Old Queanbeyan Hospital was listed on the New South Wales State Heritage Register on 2 April 1999 having satisfied the following criteria.

The place is important in demonstrating the course, or pattern, of cultural or natural history in New South Wales.

Rusten House and its surrounding landscape is of considerable historical and architectural significance. It is one of the oldest extant public buildings in Queanbeyan. Rusten house is historically significant as Queanbeyan's second hospital and one that served as the town's public hospital for a period of seventy two years from 1861. The building is also significant for the fact that, from 1911, it was the de facto original hospital for the nation's new federal capital at Canberra. It was the only hospital serving the federal territory for most of the period up to early 1921 and continued to treat patients from Canberra up into the 1930s.

The place has a strong or special association with a person, or group of persons, of importance of cultural or natural history of New South Wales's history.

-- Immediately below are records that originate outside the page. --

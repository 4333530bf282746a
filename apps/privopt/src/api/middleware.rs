//! # Request Throttling
//!
//! One shared governor bucket sits in front of every privopt endpoint.
//! `PRIVOPT_RATE_LIMIT` sets its refill rate in requests per second; `0`
//! turns throttling off and an unparsable value falls back to 100.
//!
//! Throttled requests get the same `{success, error}` envelope as every
//! other failed call, with status 429.

use axum::{
    Json,
    body::Body,
    extract::State,
    http::{Request, StatusCode},
    middleware::Next,
    response::{IntoResponse, Response},
};
use governor::{
    Quota, RateLimiter,
    clock::DefaultClock,
    state::{InMemoryState, NotKeyed},
};
use serde_json::json;
use std::num::NonZeroU32;
use std::sync::Arc;

/// Refill rate used when `PRIVOPT_RATE_LIMIT` is unset or unparsable.
pub const DEFAULT_REQUESTS_PER_SECOND: NonZeroU32 = match NonZeroU32::new(100) {
    Some(rps) => rps,
    None => NonZeroU32::MIN,
};

/// Bucket shared by all routes of one router.
pub type SharedLimiter = Arc<RateLimiter<NotKeyed, InMemoryState, DefaultClock>>;

/// Throttling setting for the API router.
#[derive(Debug, Clone, Copy, PartialEq, Eq)]
pub enum RateLimit {
    Disabled,
    PerSecond(NonZeroU32),
}

impl Default for RateLimit {
    fn default() -> Self {
        Self::PerSecond(DEFAULT_REQUESTS_PER_SECOND)
    }
}

impl RateLimit {
    /// Read `PRIVOPT_RATE_LIMIT`.
    pub fn from_env() -> Self {
        Self::parse(std::env::var("PRIVOPT_RATE_LIMIT").ok().as_deref())
    }

    /// Interpret a raw setting: `"0"` disables, a positive integer sets the
    /// rate, anything else (or nothing) keeps the default.
    pub fn parse(raw: Option<&str>) -> Self {
        match raw.map(|s| s.trim().parse::<u32>()) {
            Some(Ok(rps)) => NonZeroU32::new(rps).map_or(Self::Disabled, Self::PerSecond),
            Some(Err(_)) | None => Self::default(),
        }
    }

    /// Build the bucket, or `None` when throttling is off.
    pub fn limiter(self) -> Option<SharedLimiter> {
        match self {
            Self::Disabled => None,
            Self::PerSecond(rps) => Some(Arc::new(RateLimiter::direct(Quota::per_second(rps)))),
        }
    }
}

/// Reject the request with 429 once the bucket is empty.
pub async fn throttle(
    State(limiter): State<SharedLimiter>,
    request: Request<Body>,
    next: Next,
) -> Response {
    if limiter.check().is_err() {
        tracing::warn!(path = %request.uri().path(), "Request throttled");
        return (
            StatusCode::TOO_MANY_REQUESTS,
            Json(json!({ "success": false, "error": "Rate limit exceeded" })),
        )
            .into_response();
    }
    next.run(request).await
}
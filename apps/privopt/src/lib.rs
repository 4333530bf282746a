//! # privopt
//!
//! Application layer for the privopt policy engine: the CLI, the HTTP API
//! and fleet file loading. All policy decisions live in `privopt-core`.

pub mod api;
pub mod cli;
pub mod fleet;
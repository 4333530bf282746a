//! Unit tests for API types conversion and serialization.

// Allow unwrap and panic in tests - these are standard for test code
#![allow(clippy::unwrap_used, clippy::panic)]

use privopt::api::{
    ClassifyRequest, ClassifyResponse, ComparisonResponse, DeviceJson, FederatedRequest,
    HealthResponse, OptimizeRequest, SessionResponse,
};
use privopt_core::{DataCategory, PrivoptError, ProcessingMode, RiskLevel, Session, UsageLevel};

// =============================================================================
// HEALTH RESPONSE TESTS
// =============================================================================

#[test]
fn test_health_response_default() {
    let health = HealthResponse::default();
    assert_eq!(health.status, "ok");
    assert!(!health.version.is_empty());
}

// =============================================================================
// DEVICE CONVERSION TESTS
// =============================================================================

fn device(cpu: &str, network: &str, data: &[&str]) -> DeviceJson {
    DeviceJson {
        name: "Device 1".to_string(),
        app: "Instagram".to_string(),
        data: data.iter().map(|s| s.to_string()).collect(),
        cpu: cpu.to_string(),
        network: network.to_string(),
        mode: ProcessingMode::default(),
    }
}

#[test]
fn test_device_to_profile() {
    let profile = device("High", "Low", &["Location", "Usage Data"])
        .to_profile()
        .unwrap();

    assert_eq!(profile.cpu, UsageLevel::High);
    assert_eq!(profile.network, UsageLevel::Low);
    assert!(profile.accesses(DataCategory::Location));
    assert!(profile.accesses(DataCategory::UsageData));
}

#[test]
fn test_device_rejects_bad_labels() {
    assert!(matches!(
        device("Hi", "Low", &[]).to_profile(),
        Err(PrivoptError::InvalidInput(_))
    ));
    assert!(matches!(
        device("Low", "Low", &["Camera"]).to_profile(),
        Err(PrivoptError::InvalidInput(_))
    ));
}

#[test]
fn test_device_rejects_blank_name() {
    let mut d = device("Low", "Low", &[]);
    d.name = String::new();
    assert!(d.to_profile().is_err());
}

#[test]
fn test_device_data_defaults_to_empty() {
    let json = r#"{"name":"Device 2","app":"Facebook","cpu":"Low","network":"Low"}"#;
    let d: DeviceJson = serde_json::from_str(json).unwrap();
    assert!(d.data.is_empty());
    assert_eq!(d.mode, ProcessingMode::Centralized);
}

#[test]
fn test_optimize_request_stops_at_first_error() {
    let request = OptimizeRequest {
        devices: vec![device("Low", "Low", &[]), device("Low", "Loud", &[])],
    };
    let err = request.to_fleet().unwrap_err();
    assert!(err.to_string().contains("Loud"));
}

// =============================================================================
// CLASSIFY TESTS
// =============================================================================

#[test]
fn test_classify_request() {
    let request = ClassifyRequest {
        data: vec!["Personal Information".to_string()],
        network: "Low".to_string(),
        cpu: None,
    };
    assert_eq!(request.classify().unwrap(), RiskLevel::High);

    let empty = ClassifyRequest {
        data: vec![],
        network: "Low".to_string(),
        cpu: Some("High".to_string()),
    };
    assert_eq!(empty.classify().unwrap(), RiskLevel::Low);
}

#[test]
fn test_classify_response_serialization() {
    let json = serde_json::to_string(&ClassifyResponse::success(RiskLevel::Medium)).unwrap();
    assert!(json.contains("\"risk\":\"Medium\""));
    assert!(json.contains("\"success\":true"));
}

// =============================================================================
// COMPARISON / SESSION / FEDERATED TESTS
// =============================================================================

#[test]
fn test_comparison_error_response() {
    let response = ComparisonResponse::error("boom");
    assert!(!response.success);
    assert!(response.summary.is_none());
    assert_eq!(response.error.as_deref(), Some("boom"));
}

#[test]
fn test_session_response_from_session() {
    let mut session = Session::new();
    assert!(!SessionResponse::from(&session).logged_in);

    session.login("analyst", "pw");
    let response = SessionResponse::from(&session);
    assert!(response.success);
    assert!(response.logged_in);
    assert_eq!(response.username.as_deref(), Some("analyst"));
}

#[test]
fn test_session_error_response() {
    let response = SessionResponse::error("missing field `username`");
    assert!(!response.success);
    assert!(!response.logged_in);
    assert!(response.username.is_none());
    assert!(response.error.unwrap().contains("username"));
}

#[test]
fn test_device_json_accepts_mode() {
    let json = r#"{"name":"Device 1","app":"Instagram","cpu":"High","network":"High","mode":"on_device"}"#;
    let profile = serde_json::from_str::<DeviceJson>(json)
        .unwrap()
        .to_profile()
        .unwrap();
    assert_eq!(profile.mode, ProcessingMode::OnDevice);
}

#[test]
fn test_federated_request_defaults() {
    let request: FederatedRequest = serde_json::from_str("{}").unwrap();
    assert!(request.rounds.is_none());
    assert_eq!(request.seed, 0);
}
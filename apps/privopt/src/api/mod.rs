//! # privopt HTTP API Module
//!
//! This module implements the HTTP REST API server using axum.
//!
//! ## Endpoints
//!
//! - `GET /health` - Health check
//! - `POST /optimize` - Optimization pass over a submitted fleet
//! - `GET /optimize/default` - Optimization pass over the built-in fleet
//! - `POST /sample` - Optimization pass over a seeded, sampled fleet
//! - `POST /classify` - Privacy risk of a data-access set and network level
//! - `POST /level` - Numeric value of a usage label
//! - `GET /tracking` - Raw-data tracking report
//! - `GET /session`, `POST /session/login`, `POST /session/logout` - Session state
//! - `POST /federated` - Seeded federated averaging (requires login)
//!
//! ## Configuration (Environment Variables)
//!
//! - `PRIVOPT_CORS_ORIGINS`: Comma-separated list of allowed origins, or "*" for all (default: localhost only)
//! - `PRIVOPT_RATE_LIMIT`: Requests per second (default: 100, 0 to disable), see [`RateLimit`]

mod handlers;
mod middleware;
mod types;

pub use middleware::{DEFAULT_REQUESTS_PER_SECOND, RateLimit, SharedLimiter};
pub use types::{
    ClassifyRequest, ClassifyResponse, ComparisonResponse, DeviceJson, FederatedRequest,
    FederatedResponse, HealthResponse, LevelRequest, LevelResponse, LoginRequest,
    OptimizeRequest, SampleRequest, SessionResponse,
};

use axum::{
    Router,
    http::{HeaderValue, Method, header},
    middleware as axum_middleware,
    routing::{get, post},
};
use privopt_core::{PrivoptError, Session};
use std::sync::Arc;
use tokio::sync::RwLock;
use tower::ServiceBuilder;
use tower_http::cors::CorsLayer;
use tower_http::trace::TraceLayer;

/// Maximum request body size (1 MiB).
const MAX_BODY_BYTES: usize = 1024 * 1024;

// =============================================================================
// SERVER STATE
// =============================================================================

/// Shared server state: the one interactive session of this server.
#[derive(Clone)]
pub struct AppState {
    pub session: Arc<RwLock<Session>>,
}

impl AppState {
    /// Create new app state around a session.
    #[must_use]
    pub fn new(session: Session) -> Self {
        Self {
            session: Arc::new(RwLock::new(session)),
        }
    }
}

// =============================================================================
// CORS CONFIGURATION
// =============================================================================

/// Build CORS layer from `PRIVOPT_CORS_ORIGINS`.
///
/// - `"*"`: allows all origins
/// - unset: localhost only
/// - otherwise: comma-separated list of allowed origins
fn build_cors_layer() -> CorsLayer {
    let origins_env = std::env::var("PRIVOPT_CORS_ORIGINS").ok();

    match origins_env.as_deref() {
        Some("*") => {
            tracing::warn!(
                "CORS: Allowing ALL origins (PRIVOPT_CORS_ORIGINS=*). This is insecure for production!"
            );
            CorsLayer::permissive()
        }
        Some(origins) => {
            let allowed_origins: Vec<HeaderValue> = origins
                .split(',')
                .filter_map(|s| {
                    let trimmed = s.trim();
                    match trimmed.parse::<HeaderValue>() {
                        Ok(hv) => {
                            tracing::info!("CORS: Allowing origin: {}", trimmed);
                            Some(hv)
                        }
                        Err(e) => {
                            tracing::warn!("CORS: Invalid origin '{}': {}", trimmed, e);
                            None
                        }
                    }
                })
                .collect();

            if allowed_origins.is_empty() {
                tracing::warn!(
                    "CORS: No valid origins in PRIVOPT_CORS_ORIGINS, defaulting to localhost only"
                );
                build_localhost_cors()
            } else {
                CorsLayer::new()
                    .allow_origin(allowed_origins)
                    .allow_methods([Method::GET, Method::POST, Method::OPTIONS])
                    .allow_headers([header::CONTENT_TYPE])
            }
        }
        None => {
            tracing::info!("CORS: No PRIVOPT_CORS_ORIGINS set, defaulting to localhost only");
            build_localhost_cors()
        }
    }
}

/// Build a restrictive CORS layer that only allows localhost origins.
fn build_localhost_cors() -> CorsLayer {
    let origins: Vec<HeaderValue> = [
        "http://localhost:3000",
        "http://localhost:8501",
        "http://127.0.0.1:3000",
        "http://127.0.0.1:8501",
    ]
    .iter()
    .filter_map(|o| o.parse::<HeaderValue>().ok())
    .collect();

    CorsLayer::new()
        .allow_origin(origins)
        .allow_methods([Method::GET, Method::POST, Method::OPTIONS])
        .allow_headers([header::CONTENT_TYPE])
}

// =============================================================================
// ROUTER CREATION
// =============================================================================

/// Create the axum router, throttled according to `PRIVOPT_RATE_LIMIT`.
pub fn create_router(state: AppState) -> Router {
    create_router_with_limit(state, RateLimit::from_env())
}

/// Create the axum router with all endpoints and middleware.
///
/// Middleware stack (outer to inner):
/// 1. Tracing - logs all requests
/// 2. CORS - handles preflight requests
/// 3. Body limit
/// 4. Throttling - unless `limit` is `Disabled`
pub fn create_router_with_limit(state: AppState, limit: RateLimit) -> Router {
    let mut router = Router::new()
        .route("/health", get(handlers::health_handler))
        .route("/optimize", post(handlers::optimize_handler))
        .route("/optimize/default", get(handlers::default_optimize_handler))
        .route("/sample", post(handlers::sample_handler))
        .route("/classify", post(handlers::classify_handler))
        .route("/level", post(handlers::level_handler))
        .route("/tracking", get(handlers::tracking_handler))
        .route("/session", get(handlers::session_handler))
        .route("/session/login", post(handlers::login_handler))
        .route("/session/logout", post(handlers::logout_handler))
        .route("/federated", post(handlers::federated_handler));

    match limit.limiter() {
        Some(limiter) => {
            tracing::info!(?limit, "Throttling enabled");
            router = router.layer(axum_middleware::from_fn_with_state(
                limiter,
                middleware::throttle,
            ));
        }
        None => tracing::info!("Throttling disabled"),
    }

    router
        .layer(
            ServiceBuilder::new()
                .layer(TraceLayer::new_for_http())
                .layer(build_cors_layer())
                .layer(axum::extract::DefaultBodyLimit::max(MAX_BODY_BYTES)),
        )
        .with_state(state)
}

// =============================================================================
// SERVER STARTUP
// =============================================================================

/// Start the HTTP server and serve until Ctrl+C.
pub async fn run_server(addr: &str, session: Session) -> Result<(), PrivoptError> {
    let router = create_router(AppState::new(session));

    let listener = tokio::net::TcpListener::bind(addr)
        .await
        .map_err(|e| PrivoptError::IoError(format!("Bind failed: {}", e)))?;

    tracing::info!("privopt HTTP server listening on {}", addr);

    axum::serve(listener, router)
        .with_graceful_shutdown(shutdown_signal())
        .await
        .map_err(|e| PrivoptError::IoError(format!("Server error: {}", e)))
}

async fn shutdown_signal() {
    if let Err(e) = tokio::signal::ctrl_c().await {
        tracing::error!("Failed to listen for shutdown signal: {}", e);
        std::future::pending::<()>().await;
    }
    tracing::info!("Shutdown signal received");
}
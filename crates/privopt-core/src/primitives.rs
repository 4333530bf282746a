//! # Innate Primitives
//!
//! Hardcoded runtime constants for the privopt CORE.
//!
//! These primitives are compiled into the binary and are immutable at runtime.

// =============================================================================
// INPUT VALIDATION LIMITS
// =============================================================================

/// Maximum number of devices processed in a single pass.
///
/// Fleets larger than this are rejected before any row is computed.
pub const MAX_FLEET_SIZE: usize = 1000;

/// Maximum length for device and app labels.
pub const MAX_LABEL_LENGTH: usize = 256;

// =============================================================================
// FEDERATED SIMULATION
// =============================================================================

/// Number of device updates averaged when no round count is given.
pub const DEFAULT_FEDERATED_ROUNDS: usize = 5;

/// Upper bound on federated rounds per request.
pub const MAX_FEDERATED_ROUNDS: usize = 100;

/// Scale of a model update: values are basis points in `0..=MODEL_UPDATE_SCALE`.
pub const MODEL_UPDATE_SCALE: u32 = 10_000;

#[cfg(test)]
mod tests {
    use super::*;

    #[test]
    fn default_rounds_within_bound() {
        assert!(DEFAULT_FEDERATED_ROUNDS <= MAX_FEDERATED_ROUNDS);
    }

    #[test]
    fn update_scale_is_basis_points() {
        assert_eq!(MODEL_UPDATE_SCALE, 10_000);
    }
}
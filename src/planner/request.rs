//! Update request types.

use serde::{Deserialize, Deserializer, Serialize};
use serde_json::Value;

use super::formatter::format_update_plan;
use super::response::PlanResponse;

/// Verbosity of a plan response.
#[derive(Debug, Clone, Copy, Default, PartialEq, Eq, Hash, Serialize)]
#[serde(rename_all = "lowercase")]
pub enum ResponseFormat {
    /// Summary and next steps only.
    #[default]
    Concise,
    /// Summary, next steps, raw identifiers and the full plan.
    Detailed,
}

impl ResponseFormat {
    /// Maps a caller-supplied label to a format.
    ///
    /// Only `"concise"` selects the concise form. Every other label,
    /// including unrecognised ones, selects the detailed form.
    #[must_use]
    pub fn from_label(label: &str) -> Self {
        if label == "concise" {
            Self::Concise
        } else {
            Self::Detailed
        }
    }

    /// Returns the wire label of this format.
    #[must_use]
    pub const fn as_str(self) -> &'static str {
        match self {
            Self::Concise => "concise",
            Self::Detailed => "detailed",
        }
    }
}

impl std::fmt::Display for ResponseFormat {
    fn fmt(&self, f: &mut std::fmt::Formatter<'_>) -> std::fmt::Result {
        f.write_str(self.as_str())
    }
}

// Any present value decodes, absent fields fall back to `Default`.
impl<'de> Deserialize<'de> for ResponseFormat {
    fn deserialize<D>(deserializer: D) -> std::result::Result<Self, D::Error>
    where
        D: Deserializer<'de>,
    {
        let value = Value::deserialize(deserializer)?;
        Ok(value.as_str().map_or(Self::Detailed, Self::from_label))
    }
}

/// A request to plan a service update.
///
/// `service` and `image` are free-form and are not validated; when absent
/// they decode to empty strings.
#[derive(Debug, Clone, Default, PartialEq, Eq, Serialize, Deserialize)]
pub struct UpdateRequest {
    /// Service to update.
    #[serde(default)]
    pub service: String,
    /// Target image reference.
    #[serde(default)]
    pub image: String,
    /// Requested response verbosity.
    #[serde(default)]
    pub response_format: ResponseFormat,
}

impl UpdateRequest {
    /// Creates a request with the default (concise) response format.
    #[must_use]
    pub fn new(service: impl Into<String>, image: impl Into<String>) -> Self {
        Self {
            service: service.into(),
            image: image.into(),
            response_format: ResponseFormat::default(),
        }
    }

    /// Sets the response format.
    #[must_use]
    pub const fn with_format(mut self, response_format: ResponseFormat) -> Self {
        self.response_format = response_format;
        self
    }

    /// Formats the plan response for this request.
    #[must_use]
    pub fn format(&self) -> PlanResponse {
        format_update_plan(&self.service, &self.image, self.response_format)
    }
}
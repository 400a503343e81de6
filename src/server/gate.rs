//! Screening of inbound lines before they reach the MCP service.
//!
//! The service ends its session on the first line it cannot decode, so
//! every line is checked here first. Lines that are not valid client
//! messages are answered with a JSON-RPC error instead of being passed on.

use rmcp::ErrorData;
use rmcp::model::{ClientJsonRpcMessage, ErrorCode};
use serde::Deserialize;
use serde_json::{Map, Value, json};
use tracing::debug;

/// Methods this server answers itself.
const SERVED_METHODS: &[&str] = &["initialize", "ping", "tools/list", "tools/call"];

/// Outcome of screening one inbound line.
#[derive(Debug, Clone, PartialEq)]
pub enum Screened {
    /// A decodable client message, trimmed of its line ending.
    Forward(String),
    /// An error response to send back in place of the line.
    Reject(Value),
    /// Nothing to forward and nothing to answer.
    Skip,
}

/// Screens one raw line, with or without its trailing newline.
#[must_use]
pub fn screen_line(raw: &[u8]) -> Screened {
    let Ok(line) = std::str::from_utf8(raw) else {
        return reject(
            Value::Null,
            ErrorCode::PARSE_ERROR,
            "Parse error: message is not valid UTF-8",
        );
    };

    let line = line.trim();
    if line.is_empty() {
        return Screened::Skip;
    }

    let value: Value = match serde_json::from_str(line) {
        Ok(value) => value,
        Err(e) => return reject(Value::Null, ErrorCode::PARSE_ERROR, format!("Parse error: {e}")),
    };

    let Some(message) = value.as_object() else {
        return reject(
            Value::Null,
            ErrorCode::INVALID_REQUEST,
            "Invalid request: expected a single JSON object",
        );
    };

    if ClientJsonRpcMessage::deserialize(&value).is_ok() {
        return Screened::Forward(line.to_string());
    }

    answer_undecodable(message)
}

/// Chooses the error for an object the service cannot decode.
fn answer_undecodable(message: &Map<String, Value>) -> Screened {
    let id = match message.get("id") {
        None | Some(Value::Null) => {
            debug!("Dropping undecodable notification");
            return Screened::Skip;
        }
        Some(id @ (Value::Number(_) | Value::String(_))) => id.clone(),
        Some(_) => {
            return reject(
                Value::Null,
                ErrorCode::INVALID_REQUEST,
                "Invalid request: id must be a string or a number",
            );
        }
    };

    if message.get("jsonrpc").and_then(Value::as_str) != Some("2.0") {
        return reject(
            id,
            ErrorCode::INVALID_REQUEST,
            "Invalid request: jsonrpc must be \"2.0\"",
        );
    }

    match message.get("method").and_then(Value::as_str) {
        None => reject(id, ErrorCode::INVALID_REQUEST, "Invalid request: missing method"),
        Some(method) if SERVED_METHODS.contains(&method) => reject(
            id,
            ErrorCode::INVALID_PARAMS,
            format!("Invalid params for {method}"),
        ),
        Some(method) => reject(
            id,
            ErrorCode::METHOD_NOT_FOUND,
            format!("Method not found: {method}"),
        ),
    }
}

fn reject(id: Value, code: ErrorCode, message: impl Into<String>) -> Screened {
    let error = ErrorData::new(code, message.into(), None);
    Screened::Reject(json!({
        "jsonrpc": "2.0",
        "id": id,
        "error": error,
    }))
}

Associated with a local historical figure, Mary Rusten, the first matron.

The place is important in demonstrating aesthetic characteristics and/or a high degree of creative or technical achievement in New South Wales.

The building makes a high contribution to the streetscape and is of moderate aesthetic significance.

The place has strong or special association with a particular community or cultural group in New South Wales for social, cultural or spiritual reasons.

The building has special value for the community associated with staffing and the Hospital auxiliary and this is reflected in the multiple voluntary and statutory heritage listings.

The place has potential to yield information that will contribute to an understanding of the cultural or natural history of New South Wales.

The site has the potential to provide relics through archaeological review and assessment.

The place possesses uncommon, rare or endangered aspects of the cultural or natural history of New South Wales.

Rare as one of the oldest extant public buildings in Queanbeyan.

The place is important in demonstrating the principal characteristics of a class of cultural or natural places/environments in New South Wales.

The building has the capacity to demonstrate an intact example of one of the earliest public hospitals in regional NSW.